What the task asks: Word for word, retype every record in the listing.

Material supplied:
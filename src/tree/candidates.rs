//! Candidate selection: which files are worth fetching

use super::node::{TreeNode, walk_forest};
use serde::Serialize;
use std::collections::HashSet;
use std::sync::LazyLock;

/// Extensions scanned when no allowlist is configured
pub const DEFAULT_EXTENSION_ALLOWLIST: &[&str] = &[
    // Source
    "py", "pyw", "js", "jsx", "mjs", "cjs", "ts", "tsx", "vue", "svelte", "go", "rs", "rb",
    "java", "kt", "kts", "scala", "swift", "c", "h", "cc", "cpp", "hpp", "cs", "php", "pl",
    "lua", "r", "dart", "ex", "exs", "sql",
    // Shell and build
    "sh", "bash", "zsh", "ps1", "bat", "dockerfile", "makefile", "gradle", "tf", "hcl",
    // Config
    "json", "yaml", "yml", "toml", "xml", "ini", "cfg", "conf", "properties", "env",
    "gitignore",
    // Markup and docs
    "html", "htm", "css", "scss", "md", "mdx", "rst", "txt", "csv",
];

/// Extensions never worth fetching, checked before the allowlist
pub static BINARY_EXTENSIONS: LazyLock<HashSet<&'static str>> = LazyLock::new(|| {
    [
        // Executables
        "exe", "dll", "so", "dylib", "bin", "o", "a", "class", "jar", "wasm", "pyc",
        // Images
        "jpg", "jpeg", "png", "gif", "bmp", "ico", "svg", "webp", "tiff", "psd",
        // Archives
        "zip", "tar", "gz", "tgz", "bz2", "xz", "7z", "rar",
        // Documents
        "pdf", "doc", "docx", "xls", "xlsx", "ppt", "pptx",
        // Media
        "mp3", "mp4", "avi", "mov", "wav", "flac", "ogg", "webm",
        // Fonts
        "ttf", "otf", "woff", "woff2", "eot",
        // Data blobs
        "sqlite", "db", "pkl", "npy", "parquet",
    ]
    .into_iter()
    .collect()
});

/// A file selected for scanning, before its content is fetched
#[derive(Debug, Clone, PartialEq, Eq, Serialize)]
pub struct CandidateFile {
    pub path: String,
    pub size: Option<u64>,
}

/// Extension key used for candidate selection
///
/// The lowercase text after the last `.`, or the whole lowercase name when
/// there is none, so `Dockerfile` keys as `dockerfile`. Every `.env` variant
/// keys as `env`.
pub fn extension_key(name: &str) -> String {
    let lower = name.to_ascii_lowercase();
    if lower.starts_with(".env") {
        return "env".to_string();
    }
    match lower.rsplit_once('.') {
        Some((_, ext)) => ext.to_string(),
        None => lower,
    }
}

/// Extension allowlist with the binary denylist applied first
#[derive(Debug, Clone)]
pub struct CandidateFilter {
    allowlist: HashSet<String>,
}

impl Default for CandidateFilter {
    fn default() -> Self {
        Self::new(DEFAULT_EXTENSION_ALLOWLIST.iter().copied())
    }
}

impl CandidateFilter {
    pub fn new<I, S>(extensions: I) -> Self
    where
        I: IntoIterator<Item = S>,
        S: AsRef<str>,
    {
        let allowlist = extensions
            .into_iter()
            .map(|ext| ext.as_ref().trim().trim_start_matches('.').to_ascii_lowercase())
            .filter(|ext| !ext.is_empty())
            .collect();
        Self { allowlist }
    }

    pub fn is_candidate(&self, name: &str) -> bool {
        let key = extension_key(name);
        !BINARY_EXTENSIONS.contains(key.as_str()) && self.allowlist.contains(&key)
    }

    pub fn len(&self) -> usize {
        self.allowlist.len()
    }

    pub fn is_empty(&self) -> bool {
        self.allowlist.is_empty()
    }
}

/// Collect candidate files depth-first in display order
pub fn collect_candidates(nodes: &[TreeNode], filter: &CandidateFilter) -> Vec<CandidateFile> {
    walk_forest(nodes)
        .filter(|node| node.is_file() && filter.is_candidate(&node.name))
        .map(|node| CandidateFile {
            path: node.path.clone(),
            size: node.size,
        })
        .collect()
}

Task response:
filename src/tree/candidates.rs
//! Candidate selection: which files are worth fetching

use super::node::{TreeNode, walk_forest};
use serde::Serialize;
use std::collections::HashSet;
use std::sync::LazyLock;

/// Extensions scanned when no allowlist is configured
pub const DEFAULT_EXTENSION_ALLOWLIST: &[&str] = &[
    // Source
    "py", "pyw", "js", "jsx", "mjs", "cjs", "ts", "tsx", "vue", "svelte", "go", "rs", "rb",
    "java", "kt", "kts", "scala", "swift", "c", "h", "cc", "cpp", "hpp", "cs", "php", "pl",
    "lua", "r", "dart", "ex", "exs", "sql",
    // Shell and build
    "sh", "bash", "zsh", "ps1", "bat", "dockerfile", "makefile", "gradle", "tf", "hcl",
    // Config
    "json", "yaml", "yml", "toml", "xml", "ini", "cfg", "conf", "properties", "env",
    "gitignore",
    // Markup and docs
    "html", "htm", "css", "scss", "md", "mdx", "rst", "txt", "csv",
];

/// Extensions never worth fetching, checked before the allowlist
pub static BINARY_EXTENSIONS: LazyLock<HashSet<&'static str>> = LazyLock::new(|| {
    [
        // Executables
        "exe", "dll", "so", "dylib", "bin", "o", "a", "class", "jar", "wasm", "pyc",
        // Images
        "jpg", "jpeg", "png", "gif", "bmp", "ico", "svg", "webp", "tiff", "psd",
        // Archives
        "zip", "tar", "gz", "tgz", "bz2", "xz", "7z", "rar",
        // Documents
        "pdf", "doc", "docx", "xls", "xlsx", "ppt", "pptx",
        // Media
        "mp3", "mp4", "avi", "mov", "wav", "flac", "ogg", "webm",
        // Fonts
        "ttf", "otf", "woff", "woff2", "eot",
        // Data blobs
        "sqlite", "db", "pkl", "npy", "parquet",
    ]
    .into_iter()
    .collect()
});

/// A file selected for scanning, before its content is fetched
#[derive(Debug, Clone, PartialEq, Eq, Serialize)]
pub struct CandidateFile {
    pub path: String,
    pub size: Option<u64>,
}

/// Extension key used for candidate selection
///
/// The lowercase text after the last `.`, or the whole lowercase name when
/// there is none, so `Dockerfile` keys as `dockerfile`. Every `.env` variant
/// keys as `env`.
pub fn extension_key(name: &str) -> String {
    let lower = name.to_ascii_lowercase();
    if lower.starts_with(".env") {
        return "env".to_string();
    }
    match lower.rsplit_once('.') {
        Some((_, ext)) => ext.to_string(),
        None => lower,
    }
}

/// Extension allowlist with the binary denylist applied first
#[derive(Debug, Clone)]
pub struct CandidateFilter {
    allowlist: HashSet<String>,
}

impl Default for CandidateFilter {
    fn default() -> Self {
        Self::new(DEFAULT_EXTENSION_ALLOWLIST.iter().copied())
    }
}

impl CandidateFilter {
    pub fn new<I, S>(extensions: I) -> Self
    where
        I: IntoIterator<Item = S>,
        S: AsRef<str>,
    {
        let allowlist = extensions
            .into_iter()
            .map(|ext| ext.as_ref().trim().trim_start_matches('.').to_ascii_lowercase())
            .filter(|ext| !ext.is_empty())
            .collect();
        Self { allowlist }
    }

    pub fn is_candidate(&self, name: &str) -> bool {
        let key = extension_key(name);
        !BINARY_EXTENSIONS.contains(key.as_str()) && self.allowlist.contains(&key)
    }

    pub fn len(&self) -> usize {
        self.allowlist.len()
    }

    pub fn is_empty(&self) -> bool {
        self.allowlist.is_empty()
    }
}

/// Collect candidate files depth-first in display order
pub fn collect_candidates(nodes: &[TreeNode], filter: &CandidateFilter) -> Vec<CandidateFile> {
    walk_forest(nodes)
        .filter(|node| node.is_file() && filter.is_candidate(&node.name))
        .map(|node| CandidateFile {
            path: node.path.clone(),
            size: node.size,
        })
        .collect()
}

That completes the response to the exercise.